Image: Reuters/E. Plevier
May 2019: Prime Minister Theresa May resigns
Weeks of talks between Prime Minister Theresa May and the Labour party to reach a deal proved unsuccessful and further eroded her political capital. She triggered an angry backlash from her party after she tried to put the option of a second referendum on the table. The series of failures led May to announce her resignation, effective June 7, in an emotional address.
Image: Reuters/H. McKay
June 2019: Search for a new prime minister
After Theresa May announced on June 7 that she would leave office, other members of her Conservative party began clamoring for the top job. Within a month, the leadership battle came down to Jeremy Hunt (left), an EU proponent who fears a no-deal scenario, and Boris Johnson (right), one of the main proponents of Brexit.
July 2019: Prime Minister Boris Johnson
At the end of July 2019, Johnson was officially named Theresa May's successor as British prime minister. "We are going to energize the country, we are going to get Brexit done by October 31," he said after he was elected leader of the Conservative Party.
Image: Imago Images/Zuma/G. C. Wright
September 2019: Johnson's election threat
Conservative rebels and opposition MPs backed efforts to delay an October 31 Brexit deadline in fear of a no-deal departure. In response, Johnson called for a general election, saying his government cannot rule without a mandate after he stripped 21 rebel MPs of their Conservative status. The Labour Party said it would not back elections until legislation to block a no-deal Brexit was in place.
In late September, Britain's highest court ruled that Johnson's decision to suspend Parliament ahead of the UK's planned exit was unlawful. "This was not a normal prorogation in the run-up to a Queen's Speech," said the Supreme Court. Political rivals immediately called on Johnson to leave his post. Johnson said he would abide by the court ruling, though said he "strongly" disagreed.
Image: Reuters/H. Nicholls
October 2019: A new deal
British Prime Minister Boris Johnson managed to secure a deal with European negotiators that would allow the UK to leave the EU in an orderly manner. The deal received unanimous backing from the leaders of 27 other member states. But an attempt to get the UK Parliament to sign off on the deal failed. Instead, Parliament pushed for the Brexit deadline to be extended until the end of January 2020.

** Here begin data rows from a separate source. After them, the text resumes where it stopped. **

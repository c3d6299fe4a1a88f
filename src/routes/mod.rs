//! Router assembly.
//!
//! SYSTEM CONTEXT
//! ==============
//! This module stitches the `/api` proxy and health check together with
//! Leptos SSR rendering under a single Axum router. Compiled client assets
//! are served from the site root's `/pkg` directory.

pub mod proxy;

use std::path::PathBuf;

use axum::Router;
use axum::http::StatusCode;
use axum::routing::{any, get};
use leptos::prelude::*;
use leptos_axum::{LeptosRoutes, generate_route_list};
use tower_http::compression::CompressionLayer;
use tower_http::services::ServeDir;
use tower_http::trace::TraceLayer;

use crate::state::AppState;

/// Non-page routes: the auth API proxy and the health check.
pub fn api_routes(state: AppState) -> Router {
    Router::new()
        .route("/api/{*path}", any(proxy::forward))
        .route("/healthz", get(healthz))
        .with_state(state)
}

/// Full app: API routes + Leptos SSR pages + static assets.
///
/// # Errors
///
/// Returns an error if the Leptos configuration cannot be loaded (missing or
/// malformed `[workspace.metadata.leptos]` section or `LEPTOS_*` env vars).
pub fn app(state: AppState) -> Result<Router, String> {
    let conf = get_configuration(None).map_err(|e| format!("leptos configuration: {e}"))?;
    let leptos_options = conf.leptos_options;
    let routes = generate_route_list(client::app::App);

    let leptos_router = Router::new()
        .leptos_routes(&leptos_options, routes, {
            let opts = leptos_options.clone();
            move || client::app::shell(opts.clone())
        })
        .with_state(leptos_options.clone());

    let site_root_path = PathBuf::from(leptos_options.site_root.as_ref());

    Ok(api_routes(state)
        .merge(leptos_router)
        .nest_service("/pkg", ServeDir::new(site_root_path.join("pkg")))
        .fallback_service(ServeDir::new(site_root_path))
        .layer(CompressionLayer::new())
        .layer(TraceLayer::new_for_http()))
}

async fn healthz() -> StatusCode {
    StatusCode::OK
}
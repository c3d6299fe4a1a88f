//! Failure classification for auth API calls.
//!
//! ERROR HANDLING
//! ==============
//! Pages never inspect the variants; they render `user_message()`, which
//! prefers the backend's own `message` and falls back to a generic line.

#[cfg(test)]
#[path = "error_test.rs"]
mod error_test;

use super::types::ErrorBody;

/// Shown when a failure carries no usable backend message.
pub const FALLBACK_ERROR_MESSAGE: &str = "Something went wrong. Please try again.";

#[derive(Clone, Debug, PartialEq, Eq, thiserror::Error)]
pub enum ApiError {
    /// The request never produced a response.
    #[error("network error: {0}")]
    Network(String),
    /// The backend answered with a non-2xx status.
    #[error("request failed: {status}")]
    Status { status: u16, message: Option<String> },
    /// The backend answered 2xx but the body was unreadable.
    #[error("invalid response: {0}")]
    Decode(String),
}

impl ApiError {
    /// Build a status error from a raw response body, keeping the backend's
    /// `message` field when the body is a JSON error envelope.
    pub fn from_status(status: u16, body: &str) -> Self {
        let message = serde_json::from_str::<ErrorBody>(body)
            .ok()
            .and_then(|b| b.message)
            .filter(|m| !m.trim().is_empty());
        Self::Status { status, message }
    }

    /// The backend-supplied message, if any.
    pub fn server_message(&self) -> Option<&str> {
        match self {
            Self::Status { message, .. } => message.as_deref(),
            Self::Network(_) | Self::Decode(_) => None,
        }
    }

    /// Text for the form's error banner.
    pub fn user_message(&self) -> String {
        self.server_message()
            .unwrap_or(FALLBACK_ERROR_MESSAGE)
            .to_owned()
    }
}
//! Alert box shown above a form when its last submission failed.

use leptos::prelude::*;

#[component]
pub fn ErrorBanner(#[prop(into)] message: Signal<Option<String>>) -> impl IntoView {
    view! {
        <Show when=move || message.with(Option::is_some)>
            <div class="alert alert-error mb-6 bg-red-500/20 border border-red-500/50 rounded-lg p-4" role="alert">
                <span class="text-red-200">{move || message.get().unwrap_or_default()}</span>
            </div>
        </Show>
    }
}
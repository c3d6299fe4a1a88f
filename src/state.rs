//! Shared application state.
//!
//! DESIGN
//! ======
//! `AppState` is injected into Axum handlers via the `State` extractor. It
//! holds the upstream auth backend location and one pooled HTTP client used
//! by the `/api` proxy.

use std::sync::Arc;
use std::time::Duration;

use crate::config::Config;

#[derive(Clone)]
pub struct AppState {
    pub auth_api_url: Arc<str>,
    pub http: reqwest::Client,
}

impl AppState {
    /// Build state from parsed config.
    ///
    /// # Errors
    ///
    /// Returns an error if the HTTP client cannot be constructed (TLS
    /// backend initialization failure).
    pub fn new(config: &Config) -> Result<Self, reqwest::Error> {
        let http = reqwest::Client::builder()
            .timeout(Duration::from_secs(config.proxy_timeout_secs))
            .redirect(reqwest::redirect::Policy::none())
            .build()?;
        Ok(Self { auth_api_url: Arc::from(config.auth_api_url.as_str()), http })
    }
}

Image: picture-alliance/AP Photo/F. Augstein
December 2019: Lawmakers vote for Johnson's Withdrawal Bill
On December 22, UK lawmakers vote for Prime Minister Johnson's European Union withdrawal bill, which will see a leave date of January 31 2020 enshrined in law. Getting a majority to vote to pass the bill in the lower house has proven a major sticking point for the PM, but following a general election Johnson's Conservative party won control of the house and the bill passed with a 124 majority.
Image: picture-alliance/empics/House of Commons
December 2020: EU, UK 'finally' reach trade deal
After months of disagreements over fishing rights and future business rules, the EU and UK clinched a post-Brexit trade deal on Christmas Eve. Prime Minister Boris Johnson hailed the deal, saying the UK has "taken back control of our laws and our destiny." The deal will allow the UK and the EU to trade without tariffs, but also impose limitations on free movement and financial services.